Source data ->
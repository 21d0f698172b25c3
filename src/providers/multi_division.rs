//! Multi-division provider: scoreboards and polls for every NCAA division.
//!
//! Games carry `gameState` as `pre` / `live` / `final` (older feeds send
//! `P` / `I` / `F`), scores as strings that are empty before kickoff, and
//! polls as rows keyed by upper-case column titles.

use super::{decode, optional_number, parse_score, unsupported, FlexNumber, Provider};
use crate::error::{NormalizationError, QueryError};
use crate::model::{CanonicalResult, Game, GameList, GameStatus, RankingEntry, RankingList, TeamRef};
use crate::query::{ProviderDomain, QueryKind, QueryParams};
use crate::teams::TeamDirectory;
use crate::upstream::UpstreamRequest;
use chrono::{DateTime, NaiveDate, Utc};
use serde::Deserialize;
use serde_json::Value;
use std::sync::Arc;

const PROVIDER: &str = "multi-division";

#[derive(Debug, Deserialize, Default)]
#[serde(default)]
pub struct ScoreboardPayload {
    pub games: Vec<RawGameWrapper>,
}

#[derive(Debug, Deserialize, Default)]
#[serde(default)]
pub struct RawGameWrapper {
    pub game: Option<RawGame>,
}

#[derive(Debug, Deserialize, Default)]
#[serde(default, rename_all = "camelCase")]
pub struct RawGame {
    #[serde(rename = "gameID")]
    pub game_id: Option<Value>,
    pub game_state: Option<String>,
    pub start_time_epoch: Option<Value>,
    pub current_period: Option<String>,
    pub contest_clock: Option<String>,
    pub network: Option<String>,
    pub home: Option<RawSide>,
    pub away: Option<RawSide>,
}

#[derive(Debug, Deserialize, Default)]
#[serde(default)]
pub struct RawSide {
    pub(crate) score: Option<FlexNumber>,
    pub names: Option<RawNames>,
}

#[derive(Debug, Deserialize, Default)]
#[serde(default)]
pub struct RawNames {
    pub short: Option<String>,
    pub full: Option<String>,
    pub char6: Option<String>,
}

impl RawNames {
    fn best(&self) -> Option<&str> {
        self.short
            .as_deref()
            .or(self.full.as_deref())
            .or(self.char6.as_deref())
            .filter(|n| !n.trim().is_empty())
    }
}

#[derive(Debug, Deserialize, Default)]
#[serde(default)]
pub struct RankingsPayload {
    pub title: Option<String>,
    pub data: Vec<RawRankingRow>,
}

#[derive(Debug, Deserialize, Default)]
#[serde(default)]
pub struct RawRankingRow {
    #[serde(rename = "RANK")]
    pub rank: Option<String>,
    #[serde(rename = "SCHOOL", alias = "SCHOOL (1ST VOTES)", alias = "TEAM")]
    pub school: Option<String>,
    #[serde(rename = "POINTS")]
    pub(crate) points: Option<FlexNumber>,
    #[serde(rename = "PREVIOUS", alias = "PREV")]
    pub previous: Option<String>,
    #[serde(rename = "RECORD", alias = "W-L")]
    pub record: Option<String>,
}

/// Map the provider's `gameState` vocabulary onto [`GameStatus`].
pub fn map_game_state(state: &str) -> Result<GameStatus, NormalizationError> {
    match state.trim().to_ascii_lowercase().as_str() {
        "pre" | "p" | "scheduled" => Ok(GameStatus::Scheduled),
        "live" | "i" | "in" => Ok(GameStatus::Live),
        "final" | "f" => Ok(GameStatus::Final),
        _ => Err(NormalizationError::invalid(PROVIDER, "gameState", state)),
    }
}

/// Split "Ohio St. (50)" into the school and its first-place votes.
fn split_first_place_votes(school: &str) -> (&str, Option<u32>) {
    let trimmed = school.trim();
    if let Some(open) = trimmed.rfind('(') {
        if let Some(votes) = trimmed[open + 1..]
            .strip_suffix(')')
            .and_then(|v| v.trim().parse::<u32>().ok())
        {
            return (trimmed[..open].trim_end(), Some(votes));
        }
    }
    (trimmed, None)
}

fn parse_rank(raw: &str) -> Option<u32> {
    raw.trim().trim_start_matches("T-").parse().ok()
}

pub struct MultiDivisionProvider {
    teams: Arc<dyn TeamDirectory>,
}

impl MultiDivisionProvider {
    pub fn new(teams: Arc<dyn TeamDirectory>) -> Self {
        Self { teams }
    }

    /// Provider sport slug.
    fn sport(params: &QueryParams) -> Result<&'static str, QueryError> {
        match params.sport_or_default() {
            "football" | "college-football" => Ok("football"),
            "basketball" | "mens-basketball" | "basketball-men" => Ok("basketball-men"),
            "womens-basketball" | "basketball-women" => Ok("basketball-women"),
            other => Err(QueryError::InvalidQuery(format!("unsupported sport `{}`", other))),
        }
    }

    fn division(sport: &str, params: &QueryParams) -> Result<&'static str, QueryError> {
        let divisions: &[&'static str] = match sport {
            "football" => &["fbs", "fcs", "d2", "d3"],
            _ => &["d1", "d2", "d3"],
        };
        match params.division.as_deref() {
            None => Ok(divisions[0]),
            Some(wanted) => divisions
                .iter()
                .find(|d| **d == wanted)
                .copied()
                .ok_or_else(|| {
                    QueryError::InvalidQuery(format!("unknown {} division `{}`", sport, wanted))
                }),
        }
    }

    fn poll_slug(poll: Option<&str>) -> Option<&'static str> {
        match poll {
            None | Some("ap") | Some("associated-press") => Some("associated-press"),
            Some("coaches") | Some("usa-today-coaches") => Some("usa-today-coaches"),
            Some("cfp") | Some("playoff") | Some("college-football-playoff") => {
                Some("college-football-playoff")
            }
            Some(_) => None,
        }
    }

    fn date_path(date: &str) -> Result<String, QueryError> {
        let parsed = ["%Y-%m-%d", "%Y/%m/%d", "%Y%m%d"]
            .iter()
            .find_map(|fmt| NaiveDate::parse_from_str(date, fmt).ok())
            .ok_or_else(|| QueryError::InvalidQuery(format!("unrecognised date `{}`", date)))?;
        Ok(parsed.format("%Y/%m/%d").to_string())
    }

    fn team(&self, side: Option<&RawSide>, label: &str) -> Result<(TeamRef, Option<u32>), NormalizationError> {
        let side = side.ok_or_else(|| NormalizationError::missing(PROVIDER, label))?;
        let name = side
            .names
            .as_ref()
            .and_then(RawNames::best)
            .ok_or_else(|| NormalizationError::missing(PROVIDER, &format!("{}.names", label)))?;
        let score = parse_score(PROVIDER, &format!("{}.score", label), side.score.as_ref())?;
        Ok((
            TeamRef {
                name: name.to_string(),
                id: self.teams.resolve(name),
            },
            score,
        ))
    }

    fn normalize_game(&self, game: &RawGame) -> Result<Game, NormalizationError> {
        let id = game
            .game_id
            .as_ref()
            .and_then(value_string)
            .ok_or_else(|| NormalizationError::missing(PROVIDER, "gameID"))?;
        let status = map_game_state(
            game.game_state
                .as_deref()
                .ok_or_else(|| NormalizationError::missing(PROVIDER, "gameState"))?,
        )?;
        let (home, home_score) = self.team(game.home.as_ref(), "home")?;
        let (away, away_score) = self.team(game.away.as_ref(), "away")?;

        let start_time = game
            .start_time_epoch
            .as_ref()
            .and_then(value_string)
            .and_then(|s| s.parse::<i64>().ok())
            .and_then(|secs| DateTime::<Utc>::from_timestamp(secs, 0));
        let period = game.current_period.as_deref().and_then(|p| {
            let digits: String = p.chars().take_while(char::is_ascii_digit).collect();
            digits.parse().ok()
        });

        Ok(Game {
            id,
            status,
            home,
            away,
            home_score,
            away_score,
            start_time,
            venue: None,
            broadcast: game.network.clone().filter(|n| !n.trim().is_empty()),
            spread: None,
            period,
            clock: game
                .contest_clock
                .clone()
                .filter(|c| status == GameStatus::Live && !c.trim().is_empty()),
        })
    }

    fn normalize_rankings(
        &self,
        payload: RankingsPayload,
        poll: &str,
    ) -> Result<Option<RankingList>, NormalizationError> {
        let entries = payload
            .data
            .iter()
            .map(|row| {
                let rank_text = row
                    .rank
                    .as_deref()
                    .ok_or_else(|| NormalizationError::missing(PROVIDER, "RANK"))?;
                let rank = parse_rank(rank_text)
                    .ok_or_else(|| NormalizationError::invalid(PROVIDER, "RANK", rank_text))?;
                let school = row
                    .school
                    .as_deref()
                    .filter(|s| !s.trim().is_empty())
                    .ok_or_else(|| NormalizationError::missing(PROVIDER, "SCHOOL"))?;
                let (name, first_place_votes) = split_first_place_votes(school);

                Ok(RankingEntry {
                    rank,
                    team: TeamRef {
                        name: name.to_string(),
                        id: self.teams.resolve(name),
                    },
                    record: row.record.clone().filter(|r| !r.trim().is_empty()),
                    points: optional_number(PROVIDER, "POINTS", row.points.as_ref())?,
                    first_place_votes,
                    previous_rank: row.previous.as_deref().and_then(parse_rank),
                })
            })
            .collect::<Result<Vec<_>, NormalizationError>>()?;

        if entries.is_empty() {
            return Ok(None);
        }

        Ok(Some(RankingList {
            poll: payload.title.unwrap_or_else(|| poll.to_string()),
            season: None,
            week: None,
            entries,
        }))
    }
}

fn value_string(value: &Value) -> Option<String> {
    match value {
        Value::String(s) if !s.is_empty() => Some(s.clone()),
        Value::Number(n) => Some(n.to_string()),
        _ => None,
    }
}

impl Provider for MultiDivisionProvider {
    const DOMAIN: ProviderDomain = ProviderDomain::MultiDivision;

    fn request(&self, kind: QueryKind, params: &QueryParams) -> Result<UpstreamRequest, QueryError> {
        let sport = Self::sport(params)?;
        let division = Self::division(sport, params)?;
        match kind {
            QueryKind::MultiDivisionScoreboard => {
                let mut path = format!("/scoreboard/{}/{}", sport, division);
                if let Some(date) = params.date.as_deref() {
                    path.push('/');
                    path.push_str(&Self::date_path(date)?);
                }
                Ok(UpstreamRequest::new(path))
            }
            QueryKind::MultiDivisionRankings => {
                let poll = Self::poll_slug(params.poll.as_deref()).ok_or_else(|| {
                    QueryError::InvalidQuery(format!(
                        "unknown poll `{}`",
                        params.poll.as_deref().unwrap_or_default()
                    ))
                })?;
                Ok(UpstreamRequest::new(format!(
                    "/rankings/{}/{}/{}",
                    sport, division, poll
                )))
            }
            other => Err(unsupported(Self::DOMAIN, other)),
        }
    }

    fn normalize(
        &self,
        kind: QueryKind,
        params: &QueryParams,
        payload: Value,
    ) -> Result<Option<CanonicalResult>, NormalizationError> {
        match kind {
            QueryKind::MultiDivisionScoreboard => {
                let payload: ScoreboardPayload = decode(PROVIDER, payload)?;
                let games = payload
                    .games
                    .iter()
                    .map(|wrapper| {
                        wrapper
                            .game
                            .as_ref()
                            .ok_or_else(|| NormalizationError::missing(PROVIDER, "games.game"))
                            .and_then(|g| self.normalize_game(g))
                    })
                    .collect::<Result<Vec<_>, _>>()?;
                Ok(Some(CanonicalResult::GameList(GameList { games })))
            }
            QueryKind::MultiDivisionRankings => {
                let payload: RankingsPayload = decode(PROVIDER, payload)?;
                let poll = Self::poll_slug(params.poll.as_deref()).ok_or_else(|| {
                    NormalizationError::invalid(PROVIDER, "poll", params.poll.as_deref().unwrap_or_default())
                })?;
                Ok(self
                    .normalize_rankings(payload, poll)?
                    .map(CanonicalResult::RankingList))
            }
            other => Err(NormalizationError::new(
                PROVIDER,
                format!("no normalizer for `{}`", other),
            )),
        }
    }
}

Task to complete -> Extract from the material all lines containing the string "None".

Solution ->
    (trimmed, None)
            None => Ok(divisions[0]),
            None | Some("ap") | Some("associated-press") => Some("associated-press"),
            Some(_) => None,
            venue: None,
            spread: None,
            return Ok(None);
            season: None,
            week: None,
        _ => None,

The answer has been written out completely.